TASK GOAL - Restate all the data exactly, so that each line is the same as before.

INPUT RECORDS -
******
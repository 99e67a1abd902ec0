use bitfield_struct::bitfield;
use embedded_hal_async::delay::DelayNs;
use embedded_hal_async::i2c::{I2c, SevenBitAddress};

use crate::fmt::{debug, warning};
use crate::{As7341, Channel, ChannelGroup, Error, Readiness, Reg, Sample, CHANNEL_DATA_LEN};

/// STATUS2 (0xA3).
#[bitfield(u8)]
#[derive(PartialEq, Eq)]
pub(crate) struct Status2 {
  pub(crate) fdsat_digital: bool,
  pub(crate) fdsat_analog: bool,
  __: bool,
  pub(crate) asat_analog: bool,
  pub(crate) asat_digital: bool,
  ___: bool,
  /// Spectral data of the current cycle is valid.
  pub(crate) avalid: bool,
  ____: bool,
}

impl Status2 {
  fn saturated(self) -> bool {
    self.asat_analog() || self.asat_digital()
  }
}

/// How long to wait for STATUS2.AVALID before reading a group anyway.
#[derive(Debug, Clone, Copy, PartialEq, Eq)]
#[cfg_attr(feature = "defmt", derive(defmt::Format))]
pub struct ReadyPolling {
  /// Status reads before giving up. Zero reads the data without waiting.
  pub attempts: u8,
  /// Sleep before each status read (ms).
  pub interval_ms: u32,
}

impl ReadyPolling {
  pub const fn new(attempts: u8, interval_ms: u32) -> Self {
    Self { attempts, interval_ms }
  }
}

impl Default for ReadyPolling {
  fn default() -> Self {
    Self::new(20, 100)
  }
}

#[derive(Debug, Clone, Copy, PartialEq, Eq)]
#[cfg_attr(feature = "defmt", derive(defmt::Format))]
enum AcquisitionState {
  Idle,
  GroupSelected(ChannelGroup),
  WaitingReady(ChannelGroup),
  Read(ChannelGroup),
  Assembled,
}

const fn slot(group: ChannelGroup) -> usize {
  match group {
    ChannelGroup::Low => 0,
    ChannelGroup::High => 1,
  }
}

impl<I, E, D> As7341<I, D>
where
  I: I2c<SevenBitAddress, Error = E>,
  D: DelayNs,
{
  /// Acquire all twelve channels with the driver's [`ReadyPolling`].
  ///
  /// Routes the low group, measures, routes the high group, measures again,
  /// and only then publishes the joined [`Sample`]. A bus error aborts the
  /// whole sequence and leaves the previously published sample in place. A
  /// group that never reports valid data is still read; the returned sample is
  /// then [`Sample::is_stale`].
  pub async fn read_sample(&mut self) -> Result<Sample, Error<E>> {
    let polling = self.polling;
    self.read_sample_with(polling).await
  }

  /// [`As7341::read_sample`] with a one-off polling policy.
  pub async fn read_sample_with(&mut self, polling: ReadyPolling) -> Result<Sample, Error<E>> {
    let mut state = AcquisitionState::Idle;
    let mut blocks = [[0u8; CHANNEL_DATA_LEN]; 2];
    let mut readiness = [Readiness::TimedOut { attempts: 0 }; 2];
    let mut saturated = false;

    loop {
      match state {
        AcquisitionState::Idle => {
          self.select_channel_group(ChannelGroup::Low).await?;
          state = AcquisitionState::GroupSelected(ChannelGroup::Low);
        }

        AcquisitionState::GroupSelected(group) => {
          self.set_spectral_measurement(true).await?;
          state = AcquisitionState::WaitingReady(group);
        }

        AcquisitionState::WaitingReady(group) => {
          let (ready, status) = self.wait_until_ready(polling).await?;
          if ready.is_timed_out() {
            warning!("AS7341: {} group not ready after {} polls, reading anyway", group, polling.attempts);
          }
          readiness[slot(group)] = ready;
          saturated |= status.saturated();
          state = AcquisitionState::Read(group);
        }

        AcquisitionState::Read(group) => {
          self.read_bytes(Reg::Ch0DataL, &mut blocks[slot(group)]).await?;
          debug!("AS7341: {} group read", group);
          state = match group {
            ChannelGroup::Low => {
              self.select_channel_group(ChannelGroup::High).await?;
              AcquisitionState::GroupSelected(ChannelGroup::High)
            }
            ChannelGroup::High => AcquisitionState::Assembled,
          };
        }

        AcquisitionState::Assembled => {
          let sample = Sample::assemble(&blocks[0], &blocks[1], readiness, saturated);
          self.store.publish(sample);
          return Ok(sample);
        }
      }
    }
  }

  /// `true` once the current measurement cycle has produced valid data.
  pub async fn is_data_ready(&mut self) -> Result<bool, Error<E>> {
    Ok(self.status().await?.avalid())
  }

  async fn status(&mut self) -> Result<Status2, Error<E>> {
    self.read(Reg::Status2).await
  }

  /// Sleep-and-recheck STATUS2 at most `polling.attempts` times.
  async fn wait_until_ready(&mut self, polling: ReadyPolling) -> Result<(Readiness, Status2), Error<E>> {
    let mut status = Status2::new();
    for attempt in 1..=polling.attempts {
      self.delay.delay_ms(polling.interval_ms).await;
      status = self.status().await?;
      if status.avalid() {
        return Ok((Readiness::Ready { attempts: attempt }, status));
      }
    }
    Ok((Readiness::TimedOut { attempts: polling.attempts }, status))
  }

  pub fn ready_polling(&self) -> ReadyPolling {
    self.polling
  }

  pub fn set_ready_polling(&mut self, polling: ReadyPolling) {
    self.polling = polling;
  }

  /// Most recent complete sample, if any acquisition has finished.
  pub fn latest_sample(&self) -> Option<&Sample> {
    self.store.latest()
  }

  /// One channel of the most recent sample.
  pub fn channel(&self, channel: Channel) -> Result<u16, Error<E>> {
    self.store.latest().map(|s| s.channel(channel)).ok_or(Error::NoSample)
  }

  /// [`As7341::channel`] looked up by name, see [`Channel`]'s `FromStr`.
  pub fn channel_by_name(&self, name: &str) -> Result<u16, Error<E>> {
    let channel: Channel = name.parse().map_err(|_| Error::UnknownChannel)?;
    self.channel(channel)
  }
}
******
EXERCISE RESULT -
repository 99e67a1abd902ec0
use bitfield_struct::bitfield;
use embedded_hal_async::delay::DelayNs;
use embedded_hal_async::i2c::{I2c, SevenBitAddress};

use crate::fmt::{debug, warning};
use crate::{As7341, Channel, ChannelGroup, Error, Readiness, Reg, Sample, CHANNEL_DATA_LEN};

/// STATUS2 (0xA3).
#[bitfield(u8)]
#[derive(PartialEq, Eq)]
pub(crate) struct Status2 {
  pub(crate) fdsat_digital: bool,
  pub(crate) fdsat_analog: bool,
  __: bool,
  pub(crate) asat_analog: bool,
  pub(crate) asat_digital: bool,
  ___: bool,
  /// Spectral data of the current cycle is valid.
  pub(crate) avalid: bool,
  ____: bool,
}

impl Status2 {
  fn saturated(self) -> bool {
    self.asat_analog() || self.asat_digital()
  }
}

/// How long to wait for STATUS2.AVALID before reading a group anyway.
#[derive(Debug, Clone, Copy, PartialEq, Eq)]
#[cfg_attr(feature = "defmt", derive(defmt::Format))]
pub struct ReadyPolling {
  /// Status reads before giving up. Zero reads the data without waiting.
  pub attempts: u8,
  /// Sleep before each status read (ms).
  pub interval_ms: u32,
}

impl ReadyPolling {
  pub const fn new(attempts: u8, interval_ms: u32) -> Self {
    Self { attempts, interval_ms }
  }
}

impl Default for ReadyPolling {
  fn default() -> Self {
    Self::new(20, 100)
  }
}

#[derive(Debug, Clone, Copy, PartialEq, Eq)]
#[cfg_attr(feature = "defmt", derive(defmt::Format))]
enum AcquisitionState {
  Idle,
  GroupSelected(ChannelGroup),
  WaitingReady(ChannelGroup),
  Read(ChannelGroup),
  Assembled,
}

const fn slot(group: ChannelGroup) -> usize {
  match group {
    ChannelGroup::Low => 0,
    ChannelGroup::High => 1,
  }
}

impl<I, E, D> As7341<I, D>
where
  I: I2c<SevenBitAddress, Error = E>,
  D: DelayNs,
{
  /// Acquire all twelve channels with the driver's [`ReadyPolling`].
  ///
  /// Routes the low group, measures, routes the high group, measures again,
  /// and only then publishes the joined [`Sample`]. A bus error aborts the
  /// whole sequence and leaves the previously published sample in place. A
  /// group that never reports valid data is still read; the returned sample is
  /// then [`Sample::is_stale`].
  pub async fn read_sample(&mut self) -> Result<Sample, Error<E>> {
    let polling = self.polling;
    self.read_sample_with(polling).await
  }

  /// [`As7341::read_sample`] with a one-off polling policy.
  pub async fn read_sample_with(&mut self, polling: ReadyPolling) -> Result<Sample, Error<E>> {
    let mut state = AcquisitionState::Idle;
    let mut blocks = [[0u8; CHANNEL_DATA_LEN]; 2];
    let mut readiness = [Readiness::TimedOut { attempts: 0 }; 2];
    let mut saturated = false;

    loop {
      match state {
        AcquisitionState::Idle => {
          self.select_channel_group(ChannelGroup::Low).await?;
          state = AcquisitionState::GroupSelected(ChannelGroup::Low);
        }

        AcquisitionState::GroupSelected(group) => {
          self.set_spectral_measurement(true).await?;
          state = AcquisitionState::WaitingReady(group);
        }

        AcquisitionState::WaitingReady(group) => {
          let (ready, status) = self.wait_until_ready(polling).await?;
          if ready.is_timed_out() {
            warning!("AS7341: {} group not ready after {} polls, reading anyway", group, polling.attempts);
          }
          readiness[slot(group)] = ready;
          saturated |= status.saturated();
          state = AcquisitionState::Read(group);
        }

        AcquisitionState::Read(group) => {
          self.read_bytes(Reg::Ch0DataL, &mut blocks[slot(group)]).await?;
          debug!("AS7341: {} group read", group);
          state = match group {
            ChannelGroup::Low => {
              self.select_channel_group(ChannelGroup::High).await?;
              AcquisitionState::GroupSelected(ChannelGroup::High)
            }
            ChannelGroup::High => AcquisitionState::Assembled,
          };
        }

        AcquisitionState::Assembled => {
          let sample = Sample::assemble(&blocks[0], &blocks[1], readiness, saturated);
          self.store.publish(sample);
          return Ok(sample);
        }
      }
    }
  }

  /// `true` once the current measurement cycle has produced valid data.
  pub async fn is_data_ready(&mut self) -> Result<bool, Error<E>> {
    Ok(self.status().await?.avalid())
  }

  async fn status(&mut self) -> Result<Status2, Error<E>> {
    self.read(Reg::Status2).await
  }

  /// Sleep-and-recheck STATUS2 at most `polling.attempts` times.
  async fn wait_until_ready(&mut self, polling: ReadyPolling) -> Result<(Readiness, Status2), Error<E>> {
    let mut status = Status2::new();
    for attempt in 1..=polling.attempts {
      self.delay.delay_ms(polling.interval_ms).await;
      status = self.status().await?;
      if status.avalid() {
        return Ok((Readiness::Ready { attempts: attempt }, status));
      }
    }
    Ok((Readiness::TimedOut { attempts: polling.attempts }, status))
  }

  pub fn ready_polling(&self) -> ReadyPolling {
    self.polling
  }

  pub fn set_ready_polling(&mut self, polling: ReadyPolling) {
    self.polling = polling;
  }

  /// Most recent complete sample, if any acquisition has finished.
  pub fn latest_sample(&self) -> Option<&Sample> {
    self.store.latest()
  }

  /// One channel of the most recent sample.
  pub fn channel(&self, channel: Channel) -> Result<u16, Error<E>> {
    self.store.latest().map(|s| s.channel(channel)).ok_or(Error::NoSample)
  }

  /// [`As7341::channel`] looked up by name, see [`Channel`]'s `FromStr`.
  pub fn channel_by_name(&self, name: &str) -> Result<u16, Error<E>> {
    let channel: Channel = name.parse().map_err(|_| Error::UnknownChannel)?;
    self.channel(channel)
  }
}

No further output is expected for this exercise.